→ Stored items
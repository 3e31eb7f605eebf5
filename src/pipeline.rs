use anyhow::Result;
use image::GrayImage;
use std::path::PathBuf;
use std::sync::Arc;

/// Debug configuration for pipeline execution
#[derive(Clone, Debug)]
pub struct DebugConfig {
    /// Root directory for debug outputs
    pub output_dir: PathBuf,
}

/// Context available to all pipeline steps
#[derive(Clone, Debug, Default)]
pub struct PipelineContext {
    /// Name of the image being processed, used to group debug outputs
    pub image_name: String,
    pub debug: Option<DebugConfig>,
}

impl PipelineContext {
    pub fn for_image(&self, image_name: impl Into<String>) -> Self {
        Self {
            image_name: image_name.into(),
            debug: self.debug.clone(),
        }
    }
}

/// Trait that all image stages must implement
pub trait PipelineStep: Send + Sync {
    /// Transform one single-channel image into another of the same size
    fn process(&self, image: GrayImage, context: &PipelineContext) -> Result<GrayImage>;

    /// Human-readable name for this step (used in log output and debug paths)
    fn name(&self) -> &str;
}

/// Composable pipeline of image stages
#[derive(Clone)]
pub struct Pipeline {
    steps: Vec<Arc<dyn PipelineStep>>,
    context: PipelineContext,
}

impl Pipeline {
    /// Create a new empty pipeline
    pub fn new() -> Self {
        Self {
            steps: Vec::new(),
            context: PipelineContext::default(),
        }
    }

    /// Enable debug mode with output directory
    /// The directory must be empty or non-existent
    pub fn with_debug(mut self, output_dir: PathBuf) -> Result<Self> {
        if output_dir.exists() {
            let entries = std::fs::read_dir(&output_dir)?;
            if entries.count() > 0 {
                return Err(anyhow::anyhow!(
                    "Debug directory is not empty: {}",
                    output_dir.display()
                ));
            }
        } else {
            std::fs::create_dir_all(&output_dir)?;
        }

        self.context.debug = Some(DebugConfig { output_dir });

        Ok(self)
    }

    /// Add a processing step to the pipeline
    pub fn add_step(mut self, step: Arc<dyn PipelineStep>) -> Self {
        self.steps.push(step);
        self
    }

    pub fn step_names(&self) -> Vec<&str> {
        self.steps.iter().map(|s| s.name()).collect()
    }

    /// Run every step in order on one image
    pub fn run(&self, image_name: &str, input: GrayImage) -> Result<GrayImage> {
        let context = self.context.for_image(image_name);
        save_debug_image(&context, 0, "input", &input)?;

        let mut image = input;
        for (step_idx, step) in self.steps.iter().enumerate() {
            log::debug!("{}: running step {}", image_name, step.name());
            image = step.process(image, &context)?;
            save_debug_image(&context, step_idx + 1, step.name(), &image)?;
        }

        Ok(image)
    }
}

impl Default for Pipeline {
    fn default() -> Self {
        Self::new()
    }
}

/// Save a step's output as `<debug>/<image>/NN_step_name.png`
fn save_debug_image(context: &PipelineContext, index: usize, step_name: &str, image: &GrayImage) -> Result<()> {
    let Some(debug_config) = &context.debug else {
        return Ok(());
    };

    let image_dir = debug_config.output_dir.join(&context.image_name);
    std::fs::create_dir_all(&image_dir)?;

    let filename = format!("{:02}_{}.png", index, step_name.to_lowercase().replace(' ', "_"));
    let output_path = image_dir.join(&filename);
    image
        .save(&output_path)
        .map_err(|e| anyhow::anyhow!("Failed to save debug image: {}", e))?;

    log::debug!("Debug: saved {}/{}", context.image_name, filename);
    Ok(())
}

→ Requirement
Print every line you see above, exactly as written.

→ Exercise result
repository 3e31eb7f605eebf5
filename src/pipeline.rs
use anyhow::Result;
use image::GrayImage;
use std::path::PathBuf;
use std::sync::Arc;

/// Debug configuration for pipeline execution
#[derive(Clone, Debug)]
pub struct DebugConfig {
    /// Root directory for debug outputs
    pub output_dir: PathBuf,
}

/// Context available to all pipeline steps
#[derive(Clone, Debug, Default)]
pub struct PipelineContext {
    /// Name of the image being processed, used to group debug outputs
    pub image_name: String,
    pub debug: Option<DebugConfig>,
}

impl PipelineContext {
    pub fn for_image(&self, image_name: impl Into<String>) -> Self {
        Self {
            image_name: image_name.into(),
            debug: self.debug.clone(),
        }
    }
}

/// Trait that all image stages must implement
pub trait PipelineStep: Send + Sync {
    /// Transform one single-channel image into another of the same size
    fn process(&self, image: GrayImage, context: &PipelineContext) -> Result<GrayImage>;

    /// Human-readable name for this step (used in log output and debug paths)
    fn name(&self) -> &str;
}

/// Composable pipeline of image stages
#[derive(Clone)]
pub struct Pipeline {
    steps: Vec<Arc<dyn PipelineStep>>,
    context: PipelineContext,
}

impl Pipeline {
    /// Create a new empty pipeline
    pub fn new() -> Self {
        Self {
            steps: Vec::new(),
            context: PipelineContext::default(),
        }
    }

    /// Enable debug mode with output directory
    /// The directory must be empty or non-existent
    pub fn with_debug(mut self, output_dir: PathBuf) -> Result<Self> {
        if output_dir.exists() {
            let entries = std::fs::read_dir(&output_dir)?;
            if entries.count() > 0 {
                return Err(anyhow::anyhow!(
                    "Debug directory is not empty: {}",
                    output_dir.display()
                ));
            }
        } else {
            std::fs::create_dir_all(&output_dir)?;
        }

        self.context.debug = Some(DebugConfig { output_dir });

        Ok(self)
    }

    /// Add a processing step to the pipeline
    pub fn add_step(mut self, step: Arc<dyn PipelineStep>) -> Self {
        self.steps.push(step);
        self
    }

    pub fn step_names(&self) -> Vec<&str> {
        self.steps.iter().map(|s| s.name()).collect()
    }

    /// Run every step in order on one image
    pub fn run(&self, image_name: &str, input: GrayImage) -> Result<GrayImage> {
        let context = self.context.for_image(image_name);
        save_debug_image(&context, 0, "input", &input)?;

        let mut image = input;
        for (step_idx, step) in self.steps.iter().enumerate() {
            log::debug!("{}: running step {}", image_name, step.name());
            image = step.process(image, &context)?;
            save_debug_image(&context, step_idx + 1, step.name(), &image)?;
        }

        Ok(image)
    }
}

impl Default for Pipeline {
    fn default() -> Self {
        Self::new()
    }
}

/// Save a step's output as `<debug>/<image>/NN_step_name.png`
fn save_debug_image(context: &PipelineContext, index: usize, step_name: &str, image: &GrayImage) -> Result<()> {
    let Some(debug_config) = &context.debug else {
        return Ok(());
    };

    let image_dir = debug_config.output_dir.join(&context.image_name);
    std::fs::create_dir_all(&image_dir)?;

    let filename = format!("{:02}_{}.png", index, step_name.to_lowercase().replace(' ', "_"));
    let output_path = image_dir.join(&filename);
    image
        .save(&output_path)
        .map_err(|e| anyhow::anyhow!("Failed to save debug image: {}", e))?;

    log::debug!("Debug: saved {}/{}", context.image_name, filename);
    Ok(())
}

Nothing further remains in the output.